There are a few things in life that make me happy.

Not the constant feeling of happiness that I feel through out the day though, more of a little bubbly feeling in the bottom of my stomach, kind of happy. This ‘happy’ is intense, it’s strong and it needs to be felt. I’m happy when I get photos printed off or finish a roll of film. I’m happy when I don’t have to wear pants and I can put a hoodie on. I feel this happy when I start a new book or get to drink a really good coffee. Clean sheets on my bed, a shower that for no inexplicable reason was way better than any shower I’ve ever had before. This list can go on forever, but the one thing that makes me the happiest, is writing. Just this simple activity of words on paper, or computer, gives me the greatest feeling.

Writing makes me feel like I am being sucked through my pen into the paper, or through my fingertips and into the keyboard. My fingers cannot type fast enough because everything is moving in my head so quickly. I like to imagine there are little people jumping and dancing in my stomach, causing a huge commotion. When I think of anything half decent my heart beats faster, and I lean into the computer, like the closer I am to it the easier it will be for the ideas to come out. The entire process or moving my fingers, thinking and producing, re reading and correcting. The entire experience of writing is like therapy for me. I can put my feelings and thoughts into it, but I can put them in a way people hardy realize. It is a sneaky way to show how i feel and it gives me the biggest form of satisfaction. Writing is like creating a maze, but the walls of the maze are made with a piece of my soul.
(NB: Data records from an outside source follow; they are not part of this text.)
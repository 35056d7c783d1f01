use std::sync::Arc;

use axum::{
    Router,
    extract::{Extension, Json, rejection::JsonRejection},
    http::StatusCode,
    routing::{get, patch},
};

use crate::app::routes::common::{blocking, no_content, respond};
use crate::app::services::AppServices;
use crate::app::{dto, errors};
use crate::context::PrincipalContext;

pub fn router() -> Router {
    Router::new()
        .route("/me", get(get_me).patch(update_me).delete(delete_me))
        .route("/me/password", patch(change_password))
}

pub async fn get_me(
    Extension(services): Extension<Arc<AppServices>>,
    Extension(principal): Extension<PrincipalContext>,
) -> axum::response::Response {
    respond(StatusCode::OK, services.users.get_profile(principal.user_id()))
}

pub async fn update_me(
    Extension(services): Extension<Arc<AppServices>>,
    Extension(principal): Extension<PrincipalContext>,
    body: Result<Json<dto::UpdateUserRequest>, JsonRejection>,
) -> axum::response::Response {
    let Json(body) = match body {
        Ok(b) => b,
        Err(e) => return errors::json_rejection(e),
    };
    respond(
        StatusCode::OK,
        services.users.update_profile(principal.user_id(), body.into()),
    )
}

pub async fn delete_me(
    Extension(services): Extension<Arc<AppServices>>,
    Extension(principal): Extension<PrincipalContext>,
) -> axum::response::Response {
    no_content(services.users.delete(principal.user_id()))
}

pub async fn change_password(
    Extension(services): Extension<Arc<AppServices>>,
    Extension(principal): Extension<PrincipalContext>,
    body: Result<Json<dto::ChangePasswordRequest>, JsonRejection>,
) -> axum::response::Response {
    let Json(body) = match body {
        Ok(b) => b,
        Err(e) => return errors::json_rejection(e),
    };
    let user_id = principal.user_id();
    let result = blocking(move || {
        services
            .users
            .change_password(user_id, &body.current_password, &body.new_password)
    })
    .await;
    no_content(result)
}
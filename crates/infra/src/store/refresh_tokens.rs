use std::collections::HashMap;

use chrono::{DateTime, Utc};

use sharebook_auth::{RefreshToken, RefreshTokenStore};
use sharebook_core::{DomainError, DomainResult, RefreshTokenId, UserId};

use super::Table;

/// Refresh tokens keyed by their token string (the unique lookup key).
#[derive(Debug)]
pub struct InMemoryRefreshTokenStore {
    tokens: Table<String, RefreshToken>,
}

impl InMemoryRefreshTokenStore {
    pub fn new() -> Self {
        Self {
            tokens: Table::new("refresh_token"),
        }
    }

    pub fn len(&self) -> DomainResult<usize> {
        Ok(self.tokens.read()?.len())
    }

    pub fn is_empty(&self) -> DomainResult<bool> {
        Ok(self.len()? == 0)
    }
}

impl Default for InMemoryRefreshTokenStore {
    fn default() -> Self {
        Self::new()
    }
}

fn by_id(
    rows: &mut HashMap<String, RefreshToken>,
    id: RefreshTokenId,
) -> Option<&mut RefreshToken> {
    rows.values_mut().find(|t| t.id == id)
}

impl RefreshTokenStore for InMemoryRefreshTokenStore {
    fn insert(&self, token: RefreshToken) -> DomainResult<()> {
        let mut rows = self.tokens.write()?;
        if rows.contains_key(&token.token) {
            return Err(DomainError::storage("duplicate refresh token"));
        }
        rows.insert(token.token.clone(), token);
        Ok(())
    }

    fn find_by_token(&self, token: &str) -> DomainResult<Option<RefreshToken>> {
        Ok(self.tokens.read()?.get(token).cloned())
    }

    fn find_valid(&self, token: &str, now: DateTime<Utc>) -> DomainResult<Option<RefreshToken>> {
        Ok(self
            .tokens
            .read()?
            .get(token)
            .filter(|t| t.is_valid(now))
            .cloned())
    }

    fn consume_valid(&self, token: &str, now: DateTime<Utc>) -> DomainResult<Option<RefreshToken>> {
        // Check and revoke under one write guard: a second caller always sees
        // the revocation.
        let mut rows = self.tokens.write()?;
        match rows.get_mut(token) {
            Some(row) if row.is_valid(now) => {
                let before = row.clone();
                row.revoked_at = Some(now);
                Ok(Some(before))
            }
            _ => Ok(None),
        }
    }

    fn revoke(&self, id: RefreshTokenId, now: DateTime<Utc>) -> DomainResult<bool> {
        let mut rows = self.tokens.write()?;
        match by_id(&mut rows, id) {
            Some(row) if row.revoked_at.is_none() => {
                row.revoked_at = Some(now);
                Ok(true)
            }
            _ => Ok(false),
        }
    }

    fn revoke_all_for_user(&self, user_id: UserId, now: DateTime<Utc>) -> DomainResult<usize> {
        let mut rows = self.tokens.write()?;
        let mut revoked = 0;
        for row in rows
            .values_mut()
            .filter(|t| t.user_id == user_id && t.revoked_at.is_none())
        {
            row.revoked_at = Some(now);
            revoked += 1;
        }
        Ok(revoked)
    }

    fn purge_expired(&self, now: DateTime<Utc>) -> DomainResult<usize> {
        let mut rows = self.tokens.write()?;
        let before = rows.len();
        rows.retain(|_, t| t.expires_at >= now);
        Ok(before - rows.len())
    }
}
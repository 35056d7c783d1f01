use std::sync::Arc;

use chrono::{DateTime, Utc};

use sharebook_core::{DomainError, DomainResult, Entity, LedgerId, MemberId, UserId};

use crate::{LedgerAction, MemberRole, authorize};

/// A user's membership in one ledger. At most one per (user, ledger).
#[derive(Debug, Clone, PartialEq, Eq)]
pub struct Membership {
    pub id: MemberId,
    pub ledger_id: LedgerId,
    pub user_id: UserId,
    pub role: MemberRole,
    pub joined_at: DateTime<Utc>,
    /// `None` for the OWNER row created with the ledger.
    pub invited_by: Option<UserId>,
}

impl Membership {
    pub fn owner(ledger_id: LedgerId, user_id: UserId, now: DateTime<Utc>) -> Self {
        Self {
            id: MemberId::new(),
            ledger_id,
            user_id,
            role: MemberRole::Owner,
            joined_at: now,
            invited_by: None,
        }
    }

    pub fn invited(
        ledger_id: LedgerId,
        user_id: UserId,
        role: MemberRole,
        invited_by: UserId,
        now: DateTime<Utc>,
    ) -> Self {
        Self {
            id: MemberId::new(),
            ledger_id,
            user_id,
            role,
            joined_at: now,
            invited_by: Some(invited_by),
        }
    }
}

impl Entity for Membership {
    type Id = MemberId;

    fn id(&self) -> &Self::Id {
        &self.id
    }
}

/// Membership rows; the single source of truth for who holds which role.
pub trait MembershipStore: Send + Sync {
    fn find_by_id(&self, id: MemberId) -> DomainResult<Option<Membership>>;
    fn find_by_user_and_ledger(
        &self,
        user_id: UserId,
        ledger_id: LedgerId,
    ) -> DomainResult<Option<Membership>>;
    /// Members of a ledger, oldest first.
    fn find_by_ledger(&self, ledger_id: LedgerId) -> DomainResult<Vec<Membership>>;
    fn find_ledger_ids_by_user(&self, user_id: UserId) -> DomainResult<Vec<LedgerId>>;
    fn count_by_ledger(&self, ledger_id: LedgerId) -> DomainResult<usize>;
    fn exists_by_user_and_ledger(&self, user_id: UserId, ledger_id: LedgerId) -> DomainResult<bool>;
    /// Insert or replace by id. A second row for the same (user, ledger) is
    /// rejected.
    fn save(&self, membership: Membership) -> DomainResult<()>;
    /// Set the role of an existing row in one step. `None` when the row is
    /// gone, so a concurrent removal is never undone.
    fn update_role(&self, id: MemberId, role: MemberRole) -> DomainResult<Option<Membership>>;
    /// Returns `false` when the id is unknown.
    fn delete(&self, id: MemberId) -> DomainResult<bool>;
}

impl<S> MembershipStore for Arc<S>
where
    S: MembershipStore + ?Sized,
{
    fn find_by_id(&self, id: MemberId) -> DomainResult<Option<Membership>> {
        (**self).find_by_id(id)
    }

    fn find_by_user_and_ledger(
        &self,
        user_id: UserId,
        ledger_id: LedgerId,
    ) -> DomainResult<Option<Membership>> {
        (**self).find_by_user_and_ledger(user_id, ledger_id)
    }

    fn find_by_ledger(&self, ledger_id: LedgerId) -> DomainResult<Vec<Membership>> {
        (**self).find_by_ledger(ledger_id)
    }

    fn find_ledger_ids_by_user(&self, user_id: UserId) -> DomainResult<Vec<LedgerId>> {
        (**self).find_ledger_ids_by_user(user_id)
    }

    fn count_by_ledger(&self, ledger_id: LedgerId) -> DomainResult<usize> {
        (**self).count_by_ledger(ledger_id)
    }

    fn exists_by_user_and_ledger(
        &self,
        user_id: UserId,
        ledger_id: LedgerId,
    ) -> DomainResult<bool> {
        (**self).exists_by_user_and_ledger(user_id, ledger_id)
    }

    fn save(&self, membership: Membership) -> DomainResult<()> {
        (**self).save(membership)
    }

    fn update_role(&self, id: MemberId, role: MemberRole) -> DomainResult<Option<Membership>> {
        (**self).update_role(id, role)
    }

    fn delete(&self, id: MemberId) -> DomainResult<bool> {
        (**self).delete(id)
    }
}

/// Resolves (user, ledger) to a membership and runs the authorization
/// decision on top of it.
#[derive(Debug, Clone)]
pub struct MembershipResolver<M> {
    store: M,
}

impl<M: MembershipStore> MembershipResolver<M> {
    pub fn new(store: M) -> Self {
        Self { store }
    }

    pub fn store(&self) -> &M {
        &self.store
    }

    pub fn resolve(
        &self,
        user_id: UserId,
        ledger_id: LedgerId,
    ) -> DomainResult<Option<Membership>> {
        self.store.find_by_user_and_ledger(user_id, ledger_id)
    }

    /// Like [`MembershipResolver::resolve`] but absence is `Forbidden`.
    pub fn require(&self, user_id: UserId, ledger_id: LedgerId) -> DomainResult<Membership> {
        self.resolve(user_id, ledger_id)?
            .ok_or_else(DomainError::not_a_member)
    }

    /// Resolve the caller's membership and check `action` against its role.
    pub fn authorize(
        &self,
        user_id: UserId,
        ledger_id: LedgerId,
        action: &LedgerAction,
    ) -> DomainResult<Membership> {
        let membership = self.require(user_id, ledger_id)?;
        if let Err(e) = authorize(membership.role, action) {
            tracing::debug!(
                user_id = %user_id,
                ledger_id = %ledger_id,
                role = %membership.role,
                action = %action,
                "authorization denied"
            );
            return Err(e.into());
        }
        Ok(membership)
    }
}
//! HTTP API: router, bearer authentication and request/response mapping.

pub mod app;
pub mod context;
pub mod middleware;
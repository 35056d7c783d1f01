//! `sharebook-auth`: credential lifecycle and ledger-scoped authorization.
//!
//! This crate is intentionally decoupled from HTTP and storage: stores are
//! traits, implemented elsewhere.

pub mod authorize;
pub mod claims;
pub mod codec;
pub mod config;
pub mod lifecycle;
pub mod membership;
pub mod password;
pub mod permissions;
pub mod principal;
pub mod refresh;
pub mod roles;
pub mod service;

pub use authorize::{AuthzError, authorize};
pub use claims::{JwtClaims, TokenKind, TokenValidationError, validate_claims};
pub use codec::TokenCodec;
pub use config::AuthConfig;
pub use lifecycle::{TokenLifecycleManager, TokenPair};
pub use membership::{Membership, MembershipResolver, MembershipStore};
pub use password::{Argon2PasswordVerifier, PasswordVerifier};
pub use permissions::LedgerAction;
pub use principal::{PrincipalStore, User, UserSummary};
pub use refresh::{RefreshToken, RefreshTokenStore};
pub use roles::MemberRole;
pub use service::{AuthOutput, AuthService, SignupInput};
This feeling, is the feeling people always talk about. This is what love is, and how lucky am I to have found it so early in my life.

I am looking for it in everything I do. New places, new people and new hobbies. So far I have found love when I read Roald Dahl, and when I am walking around a new city or on a new footpath. I have found it when I’m talking with my best friend and my family or seeing an incredible band live. What keeps me going, is all the other things in this world I could also love. All the choices and options I have in life that will introduce me to new experiences and will only add to the dancing people in my stomach

I don’t think anyone should ever stop looking for love. Once you stop looking, you stop feeding your soul, you stop nourishing your heart and your mind, and my soul has only just gotten hungry.